Clouds of black dirt rolled across the plains of midwest America in the late 1920’s and the 1930’s, giving a generic name to the era, “the dirty thirties,” as well as “the dust bowl” to the affected land. PBS has publicized a Ken Burns’ documentary on that bleak time in our country’s history, and I have a personal story to add, told to me by my mother.

My parents were married in 1932, a brave and hopeful couple, living more on dreams than dollars. Although my father was employed in the insurance company begun by his father in Childress, Texas, before the “crash of 1929,” most of his income came from commissions, and insurance was considered a luxury by many people during those poor economic times. He was in charge of the branch office in Albuquerque.

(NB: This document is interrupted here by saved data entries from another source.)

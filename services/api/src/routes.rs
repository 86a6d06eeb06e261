use crate::infra::AppState;
use axum::http::{header, StatusCode};
use axum::response::IntoResponse;
use axum::routing::get;
use axum::{Extension, Json, Router};
use dossier_tracker::http::{api_router, ApiState};
use serde_json::json;
use std::sync::atomic::Ordering;

/// Feature routers plus the operational endpoints. `AppState` must be added
/// as an `Extension` layer by the caller.
pub(crate) fn with_operational_routes(api: ApiState) -> Router {
    api_router(api)
        .route("/health", get(healthcheck))
        .route("/ready", get(readiness_endpoint))
        .route("/metrics", get(metrics_endpoint))
}

pub(crate) async fn healthcheck() -> Json<serde_json::Value> {
    Json(json!({ "status": "ok" }))
}

pub(crate) async fn readiness_endpoint(Extension(state): Extension<AppState>) -> impl IntoResponse {
    if state.readiness.load(Ordering::Acquire) {
        (StatusCode::OK, Json(json!({ "status": "ready" })))
    } else {
        (
            StatusCode::SERVICE_UNAVAILABLE,
            Json(json!({ "status": "initializing" })),
        )
    }
}

pub(crate) async fn metrics_endpoint(Extension(state): Extension<AppState>) -> impl IntoResponse {
    (
        StatusCode::OK,
        [(header::CONTENT_TYPE, "text/plain; version=0.0.4")],
        state.metrics.render(),
    )
}
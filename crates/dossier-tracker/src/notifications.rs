//! Outbound email over SMTP.

use async_trait::async_trait;
use lettre::message::header::ContentType;
use lettre::message::Mailbox;
use lettre::transport::smtp::authentication::Credentials;
use lettre::{AsyncSmtpTransport, AsyncTransport, Message, Tokio1Executor};

use crate::config::SmtpConfig;

#[derive(Debug, thiserror::Error)]
pub enum MailError {
    #[error("invalid address {address}: {reason}")]
    Address { address: String, reason: String },
    #[error("could not build message: {0}")]
    Build(String),
    #[error("smtp delivery failed: {0}")]
    Transport(String),
}

#[async_trait]
pub trait Mailer: Send + Sync {
    async fn send(&self, to: &str, subject: &str, text: &str) -> Result<(), MailError>;
}

/// Plain SMTP relay (no implicit TLS), authenticated when credentials exist.
pub struct SmtpMailer {
    transport: AsyncSmtpTransport<Tokio1Executor>,
    from: Mailbox,
}

impl std::fmt::Debug for SmtpMailer {
    fn fmt(&self, f: &mut std::fmt::Formatter<'_>) -> std::fmt::Result {
        f.debug_struct("SmtpMailer")
            .field("from", &self.from.to_string())
            .finish()
    }
}

impl SmtpMailer {
    pub fn from_config(config: &SmtpConfig) -> Result<Self, MailError> {
        let from = parse_mailbox(&config.from)?;
        let mut builder =
            AsyncSmtpTransport::<Tokio1Executor>::builder_dangerous(config.host.as_str())
                .port(config.port);
        if let (Some(username), Some(password)) = (&config.username, &config.password) {
            builder = builder.credentials(Credentials::new(username.clone(), password.clone()));
        }

        Ok(Self {
            transport: builder.build(),
            from,
        })
    }
}

fn parse_mailbox(address: &str) -> Result<Mailbox, MailError> {
    address.parse().map_err(|err: lettre::address::AddressError| MailError::Address {
        address: address.to_string(),
        reason: err.to_string(),
    })
}

/// Text/plain UTF-8 message from the configured sender.
pub fn compose(from: &Mailbox, to: &str, subject: &str, text: &str) -> Result<Message, MailError> {
    Message::builder()
        .from(from.clone())
        .to(parse_mailbox(to)?)
        .subject(subject)
        .header(ContentType::TEXT_PLAIN)
        .body(text.to_string())
        .map_err(|err| MailError::Build(err.to_string()))
}

#[async_trait]
impl Mailer for SmtpMailer {
    async fn send(&self, to: &str, subject: &str, text: &str) -> Result<(), MailError> {
        let message = compose(&self.from, to, subject, text)?;
        self.transport
            .send(message)
            .await
            .map_err(|err| MailError::Transport(err.to_string()))?;
        tracing::debug!(to, "smtp message sent");
        Ok(())
    }
}
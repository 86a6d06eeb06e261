use crate::{infra, server};
use chrono::Utc;
use clap::{Args, Parser, Subcommand};
use dossier_tracker::config::AppConfig;
use dossier_tracker::error::AppError;
use dossier_tracker::rankings::{
    leaderboard_slug, load_payload, CsvMetadata, LeaderboardPayload, RankingImportError,
};
use dossier_tracker::telemetry;
use std::path::PathBuf;

#[derive(Parser, Debug)]
#[command(
    name = "dossier-tracker-api",
    about = "Serve the DossierTracker API and run its maintenance commands",
    version
)]
struct Cli {
    #[command(subcommand)]
    command: Option<Command>,
}

#[derive(Subcommand, Debug)]
enum Command {
    /// Start the HTTP service (default command)
    Serve(ServeArgs),
    /// Leaderboard file utilities
    Rankings {
        #[command(subcommand)]
        command: RankingsCommand,
    },
    /// Reminder delivery utilities
    Reminders {
        #[command(subcommand)]
        command: RemindersCommand,
    },
}

#[derive(Subcommand, Debug)]
enum RankingsCommand {
    /// Validate a leaderboard JSON or CSV file and print a summary
    Check(RankingsCheckArgs),
}

#[derive(Subcommand, Debug)]
enum RemindersCommand {
    /// Run one dispatch pass against a freshly seeded store
    DispatchOnce,
}

#[derive(Args, Debug, Default)]
pub(crate) struct ServeArgs {
    /// Override the configured host for the HTTP server
    #[arg(long)]
    pub(crate) host: Option<String>,
    /// Override the configured port for the HTTP server
    #[arg(long)]
    pub(crate) port: Option<u16>,
    /// Leaderboard JSON files imported before serving
    #[arg(long = "rankings", value_name = "FILE")]
    pub(crate) rankings: Vec<PathBuf>,
}

#[derive(Args, Debug, Default)]
pub(crate) struct RankingsCheckArgs {
    /// Leaderboard file (`.json` payload or `.csv` table)
    #[arg(long)]
    pub(crate) input: PathBuf,
    /// Master type of a CSV table (e.g. mim, mba)
    #[arg(long)]
    pub(crate) master_type: Option<String>,
    /// Publisher of a CSV table
    #[arg(long)]
    pub(crate) source: Option<String>,
    /// Ranking category of a CSV table
    #[arg(long)]
    pub(crate) category: Option<String>,
    /// Ranking year of a CSV table
    #[arg(long)]
    pub(crate) year: Option<i32>,
    /// Source URL of a CSV table
    #[arg(long)]
    pub(crate) source_url: Option<String>,
    /// Optional region of a CSV table
    #[arg(long)]
    pub(crate) region: Option<String>,
}

impl RankingsCheckArgs {
    fn metadata(&self) -> Result<Option<CsvMetadata>, RankingImportError> {
        let any = self.master_type.is_some()
            || self.source.is_some()
            || self.category.is_some()
            || self.year.is_some()
            || self.source_url.is_some();
        if !any {
            return Ok(None);
        }

        let required = |value: &Option<String>, flag: &'static str| {
            value
                .clone()
                .ok_or(RankingImportError::MissingMetadata(flag))
        };
        Ok(Some(CsvMetadata {
            master_type: required(&self.master_type, "master-type")?,
            source: required(&self.source, "source")?,
            category: required(&self.category, "category")?,
            year: self
                .year
                .ok_or(RankingImportError::MissingMetadata("year"))?,
            source_url: required(&self.source_url, "source-url")?,
            region: self.region.clone(),
        }))
    }
}

pub(crate) async fn run() -> Result<(), AppError> {
    let cli = Cli::parse();
    let command = cli
        .command
        .unwrap_or_else(|| Command::Serve(ServeArgs::default()));

    match command {
        Command::Serve(args) => server::run(args).await,
        Command::Rankings {
            command: RankingsCommand::Check(args),
        } => {
            let payload = check_rankings(&args)?;
            println!("{}", ranking_summary(&payload));
            Ok(())
        }
        Command::Reminders {
            command: RemindersCommand::DispatchOnce,
        } => dispatch_once().await,
    }
}

fn check_rankings(args: &RankingsCheckArgs) -> Result<LeaderboardPayload, AppError> {
    let metadata = args.metadata()?;
    let payload = load_payload(&args.input, metadata.as_ref())?;
    payload.validate()?;
    Ok(payload)
}

fn ranking_summary(payload: &LeaderboardPayload) -> String {
    let schools: std::collections::BTreeSet<&str> = payload
        .entries
        .iter()
        .map(|entry| entry.school_name.as_str())
        .collect();
    format!(
        "{slug}: {category} ({source}, {year}) - {entries} entries across {schools} schools",
        slug = leaderboard_slug(payload),
        category = payload.category,
        source = payload.source,
        year = payload.year,
        entries = payload.entries.len(),
        schools = schools.len(),
    )
}

async fn dispatch_once() -> Result<(), AppError> {
    let config = AppConfig::load()?;
    telemetry::init(&config.telemetry)?;

    let now = Utc::now();
    let wiring = infra::build(&config, now).await?;
    let report = wiring.api.reminders.dispatch_due(now).await?;
    println!(
        "{}",
        serde_json::to_string_pretty(&report).unwrap_or_else(|_| format!("{report:?}"))
    );
    Ok(())
}

#[cfg(test)]
mod tests {
    use super::*;
    use dossier_tracker::rankings::RankingEntry;

    #[test]
    fn serve_is_the_default_command() {
        let cli = Cli::try_parse_from(["dossier-tracker-api"]).expect("parses");
        assert!(cli.command.is_none());

        let cli = Cli::try_parse_from([
            "dossier-tracker-api",
            "serve",
            "--port",
            "8080",
            "--rankings",
            "a.json",
            "--rankings",
            "b.json",
        ])
        .expect("parses");
        match cli.command {
            Some(Command::Serve(args)) => {
                assert_eq!(args.port, Some(8080));
                assert_eq!(args.rankings.len(), 2);
            }
            other => panic!("unexpected command: {other:?}"),
        }
    }

    #[test]
    fn csv_metadata_is_all_or_nothing() {
        let mut args = RankingsCheckArgs {
            input: PathBuf::from("ft.csv"),
            ..RankingsCheckArgs::default()
        };
        assert!(args.metadata().expect("no metadata").is_none());

        args.master_type = Some("mim".to_string());
        args.source = Some("Financial Times".to_string());
        assert!(matches!(
            args.metadata(),
            Err(RankingImportError::MissingMetadata("category"))
        ));

        args.category = Some("Master in Management".to_string());
        args.year = Some(2025);
        args.source_url = Some("https://rankings.ft.com".to_string());
        let metadata = args.metadata().expect("complete").expect("metadata");
        assert_eq!(metadata.year, 2025);
        assert!(metadata.region.is_none());
    }

    #[test]
    fn summary_counts_distinct_schools() {
        let payload = LeaderboardPayload {
            master_type: "mim".to_string(),
            source: "Financial Times".to_string(),
            category: "Master in Management".to_string(),
            year: 2025,
            source_url: "https://rankings.ft.com".to_string(),
            region: None,
            entries: vec![
                RankingEntry::new(1, "HEC Paris", None),
                RankingEntry::new(2, "ESSEC Business School", None),
                RankingEntry::new(3, "HEC Paris", Some("MBA")),
            ],
            scraped_at: None,
        };
        let summary = ranking_summary(&payload);
        assert!(summary.contains("3 entries across 2 schools"));
        assert!(summary.starts_with(&leaderboard_slug(&payload)));
    }
}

The first child was born to the couple in 1934. My mother decided to visit her mother who lived in Amarillo. She was on a bus with her infant, about halfway through their journey east, when a cold wind picked up. Off in the distance was an unbelievable sight. In the sky, to the north, a huge black wall seemed to be approaching them. A wave of darkness, reaching from the ground, hundreds of feet into the sky, was rapidly rolling towards them. The driver pulled the bus off of the road and hurried down the aisle with a container of water, shouting an explanation and directions.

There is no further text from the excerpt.